[[ Record excerpts open ]]

//! # zajel-rendezvous
//!
//! Meeting-point derivation and dead-drop sealing for peer-to-peer
//! discovery without a third party ever learning who is looking for whom
//! (`spec.md` §3, §4.4).
//!
//! Two peers who each know the other's public key can independently derive
//! the same sequence of opaque meeting points without exchanging anything
//! beyond the initial out-of-band pairing code. The coordinator only ever
//! sees random-looking 32-byte points; it cannot invert them back to a key
//! pair.
//!
//! ## Modules
//!
//! - [`pairing_code`] — pairing code generation, normalization, and URI
//!   encoding (`zajel://pair/<CODE>`, `zajel-link://...`)
//! - [`rendezvous`] — the client-side rendezvous flow state machine

pub mod pairing_code;
pub mod rendezvous;

use serde::{Deserialize, Serialize};
use zajel_crypto::sha256::{self, contexts};
use zajel_crypto::x25519::X25519PublicKey;
use zajel_crypto::{ecies, CryptoError};

/// Seconds in a day, used for `day_index` derivation.
pub const SECONDS_PER_DAY: u64 = 86_400;

/// Seconds in an hour, used for `hour_index` derivation.
pub const SECONDS_PER_HOUR: u64 = 3_600;

/// How many adjacent days a daily meeting point stays valid for, to absorb
/// clock skew between peers (`spec.md` §3): `{today - 1, today, today + 1}`.
pub const DAILY_TOLERANCE_DAYS: i64 = 1;

/// TTL for a daily meeting-point registration / dead drop at the
/// coordinator.
pub const DEAD_DROP_TTL_HOURS: u64 = 48;

/// TTL for an hourly meeting-point (live-match) registration.
pub const HOURLY_TTL_HOURS: u64 = 3;

/// Error types for rendezvous operations.
#[derive(Debug, thiserror::Error)]
pub enum RendezvousError {
    /// A public key was not exactly 32 bytes.
    #[error("invalid public key")]
    InvalidKey,

    /// A dead drop could not be decrypted — either it wasn't addressed to
    /// us, or it has been tampered with. Silently dropped by callers, per
    /// `spec.md` §4.4.
    #[error("dead drop could not be opened")]
    DeadDropUnreadable,

    /// The dead drop payload decrypted but failed to parse.
    #[error("malformed dead drop payload: {0}")]
    Malformed(String),

    /// Serialization error.
    #[error("serialization error: {0}")]
    Serialization(String),

    /// A pairing code failed validation (`spec.md` §3).
    #[error("invalid pairing code: {0}")]
    InvalidPairingCode(String),

    /// Cryptographic error from `zajel-crypto`.
    #[error("cryptographic error: {0}")]
    Crypto(#[from] CryptoError),
}

pub type Result<T> = std::result::Result<T, RendezvousError>;

/// Canonically order two public keys so both peers derive the same
/// meeting points regardless of who is "self" and who is "peer"
/// (`spec.md` §3/§8: `daily_point` symmetry).
fn canonical_order<'a>(a: &'a [u8; 32], b: &'a [u8; 32]) -> (&'a [u8; 32], &'a [u8; 32]) {
    if a <= b {
        (a, b)
    } else {
        (b, a)
    }
}

/// A derived meeting point: either a daily dead-drop address or an hourly
/// live-match token.
pub struct MeetingPoint;

impl MeetingPoint {
    /// `daily_point(day) = SHA256("zajel_mp_daily_v1" || canonical(pk_a, pk_b) || day_index)`
    pub fn daily_point(pk_a: &[u8; 32], pk_b: &[u8; 32], day_index: u64) -> [u8; 32] {
        let (lo, hi) = canonical_order(pk_a, pk_b);
        sha256::hash_concat(&[
            contexts::MEETING_POINT_DAILY.as_bytes(),
            lo,
            hi,
            &day_index.to_be_bytes(),
        ])
    }

    /// `hourly_token(hour) = SHA256("zajel_mp_hourly_v1" || canonical(pk_a, pk_b) || hour_index)`
    pub fn hourly_token(pk_a: &[u8; 32], pk_b: &[u8; 32], hour_index: u64) -> [u8; 32] {
        let (lo, hi) = canonical_order(pk_a, pk_b);
        sha256::hash_concat(&[
            contexts::MEETING_POINT_HOURLY.as_bytes(),
            lo,
            hi,
            &hour_index.to_be_bytes(),
        ])
    }

    /// The set of daily points to publish/check right now, per the 3-day
    /// tolerance window `{today - 1, today, today + 1}`.
    pub fn daily_window(pk_a: &[u8; 32], pk_b: &[u8; 32], unix_seconds: u64) -> Vec<[u8; 32]> {
        let today = (unix_seconds / SECONDS_PER_DAY) as i64;
        ((today - DAILY_TOLERANCE_DAYS)..=(today + DAILY_TOLERANCE_DAYS))
            .filter(|&day| day >= 0)
            .map(|day| Self::daily_point(pk_a, pk_b, day as u64))
            .collect()
    }

    pub fn day_index(unix_seconds: u64) -> u64 {
        unix_seconds / SECONDS_PER_DAY
    }

    pub fn hour_index(unix_seconds: u64) -> u64 {
        unix_seconds / SECONDS_PER_HOUR
    }
}

/// A sealed dead-drop payload: an ECIES ciphertext addressed to a specific
/// peer's public key, published at that peer's daily meeting point.
#[derive(Clone, Debug, Serialize, Deserialize)]
pub struct SealedDeadDrop {
    pub point: [u8; 32],
    pub eph_pk: [u8; 32],
    pub ciphertext_and_tag: Vec<u8>,
    pub sealed_at: u64,
}

/// The cleartext a dead drop carries: enough for the retriever to open a
/// signaling connection and begin pairing (`spec.md` §4.4: "current pairing
/// code + server URL, sealed to `pk_peer`").
#[derive(Clone, Debug, Serialize, Deserialize)]
pub struct DeadDropPayload {
    pub sender_public_key: [u8; 32],
    pub sender_pairing_code: String,
    pub signaling_hint: Option<String>,
}

/// Seal a dead-drop payload to `recipient_pk`, for publication at
/// `daily_point(self_pk, recipient_pk, today)`.
pub fn seal_dead_drop(
    recipient_pk: &[u8; 32],
    sender_pk: &[u8; 32],
    sender_pairing_code: String,
    signaling_hint: Option<String>,
    now: u64,
) -> Result<SealedDeadDrop> {
    let payload = DeadDropPayload {
        sender_public_key: *sender_pk,
        sender_pairing_code,
        signaling_hint,
    };
    let plaintext = serde_json::to_vec(&payload).map_err(|e| RendezvousError::Serialization(e.to_string()))?;

    let recipient = X25519PublicKey::from_bytes(*recipient_pk);
    let ct = ecies::encrypt(&recipient, &plaintext)?;

    let point = MeetingPoint::daily_point(sender_pk, recipient_pk, MeetingPoint::day_index(now));

    Ok(SealedDeadDrop {
        point,
        eph_pk: ct.eph_pk,
        ciphertext_and_tag: ct.ciphertext_and_tag,
        sealed_at: now,
    })
}

/// Attempt to open a dead drop with our own secret key. Returns
/// `Err(RendezvousError::DeadDropUnreadable)` if it wasn't addressed to us
/// — callers must treat this as a silent drop, not an error to surface
/// (`spec.md` §4.4).
pub fn open_dead_drop(
    drop: &SealedDeadDrop,
    self_secret: &zajel_crypto::x25519::X25519StaticSecret,
) -> Result<DeadDropPayload> {
    let ciphertext = ecies::EciesCiphertext {
        eph_pk: drop.eph_pk,
        ciphertext_and_tag: drop.ciphertext_and_tag.clone(),
    };
    let plaintext = ecies::decrypt(self_secret, &ciphertext).map_err(|_| RendezvousError::DeadDropUnreadable)?;
    serde_json::from_slice(&plaintext).map_err(|e| RendezvousError::Malformed(e.to_string()))
}

#[cfg(test)]
mod tests {
    use super::*;
    use zajel_crypto::x25519::X25519StaticSecret;

    #[test]
    fn daily_point_is_symmetric() {
        let a = [0x01u8; 32];
        let b = [0x02u8; 32];
        assert_eq!(MeetingPoint::daily_point(&a, &b, 100), MeetingPoint::daily_point(&b, &a, 100));
    }

    #[test]
    fn hourly_token_is_symmetric() {
        let a = [0x01u8; 32];
        let b = [0x02u8; 32];
        assert_eq!(MeetingPoint::hourly_token(&a, &b, 5), MeetingPoint::hourly_token(&b, &a, 5));
    }

    #[test]
    fn daily_point_differs_by_day() {
        let a = [0x01u8; 32];
        let b = [0x02u8; 32];
        assert_ne!(MeetingPoint::daily_point(&a, &b, 100), MeetingPoint::daily_point(&a, &b, 101));
    }

    #[test]
    fn daily_window_has_three_entries_for_non_edge_days() {
        let a = [0x01u8; 32];
        let b = [0x02u8; 32];
        let unix_seconds = 10 * SECONDS_PER_DAY + 100;
        let window = MeetingPoint::daily_window(&a, &b, unix_seconds);
        assert_eq!(window.len(), 3);
    }

    #[test]
    fn dead_drop_roundtrip() {
        let sender_sk = X25519StaticSecret::random();
        let sender_pk = sender_sk.public_key().to_bytes();
        let recipient_sk = X25519StaticSecret::random();
        let recipient_pk = recipient_sk.public_key().to_bytes();

        let drop = seal_dead_drop(
            &recipient_pk,
            &sender_pk,
            "A2B3C4".to_string(),
            Some("wss://example".into()),
            1_000,
        )
        .expect("seal");
        let opened = open_dead_drop(&drop, &recipient_sk).expect("open");
        assert_eq!(opened.sender_public_key, sender_pk);
        assert_eq!(opened.sender_pairing_code, "A2B3C4");
        assert_eq!(opened.signaling_hint.as_deref(), Some("wss://example"));
    }

    #[test]
    fn dead_drop_unreadable_by_wrong_recipient() {
        let sender_sk = X25519StaticSecret::random();
        let sender_pk = sender_sk.public_key().to_bytes();
        let recipient_sk = X25519StaticSecret::random();
        let recipient_pk = recipient_sk.public_key().to_bytes();
        let wrong_sk = X25519StaticSecret::random();

        let drop = seal_dead_drop(&recipient_pk, &sender_pk, "A2B3C4".to_string(), None, 1_000).expect("seal");
        assert!(matches!(
            open_dead_drop(&drop, &wrong_sk),
            Err(RendezvousError::DeadDropUnreadable)
        ));
    }
}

[[ Record excerpts closed ]]

Action item:
Please reproduce exactly the lines in the listing above from the one containing "let payload = DeadDropPayload" through the one containing "let ct = ecies::encrypt(&recipient, &plaintext)?;", both included, and nothing more.

Expected output:
    let payload = DeadDropPayload {
        sender_public_key: *sender_pk,
        sender_pairing_code,
        signaling_hint,
    };
    let plaintext = serde_json::to_vec(&payload).map_err(|e| RendezvousError::Serialization(e.to_string()))?;

    let recipient = X25519PublicKey::from_bytes(*recipient_pk);
    let ct = ecies::encrypt(&recipient, &plaintext)?;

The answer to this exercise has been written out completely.